_WHAT YOU NEED TO DO_. Retype all of the records precisely.

[Dataset entries]
* * *

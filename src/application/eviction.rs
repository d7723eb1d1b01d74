//! Eviction Handler
//!
//! Drops a cached collector set so the next request rebuilds it.

use crate::domain::services::CollectorCache;
use std::sync::Arc;

pub struct EvictionHandler {
    cache: Arc<CollectorCache>,
}

impl EvictionHandler {
    pub fn new(cache: Arc<CollectorCache>) -> Self {
        Self { cache }
    }

    /// Evict the entry cached under `path`. Idempotent.
    ///
    /// Returns whether an entry was present.
    pub fn evict(&self, path: &str) -> bool {
        let removed = self.cache.remove(path);
        if removed {
            tracing::debug!("evicted collector set: {}", path);
        } else {
            tracing::debug!("evict: nothing cached under {}", path);
        }
        removed
    }
}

* * *

_TASK RESULT_.
filename src/application/eviction.rs
repository d7723eb1d1b01d74
//! Eviction Handler
//!
//! Drops a cached collector set so the next request rebuilds it.

use crate::domain::services::CollectorCache;
use std::sync::Arc;

pub struct EvictionHandler {
    cache: Arc<CollectorCache>,
}

impl EvictionHandler {
    pub fn new(cache: Arc<CollectorCache>) -> Self {
        Self { cache }
    }

    /// Evict the entry cached under `path`. Idempotent.
    ///
    /// Returns whether an entry was present.
    pub fn evict(&self, path: &str) -> bool {
        let removed = self.cache.remove(path);
        if removed {
            tracing::debug!("evicted collector set: {}", path);
        } else {
            tracing::debug!("evict: nothing cached under {}", path);
        }
        removed
    }
}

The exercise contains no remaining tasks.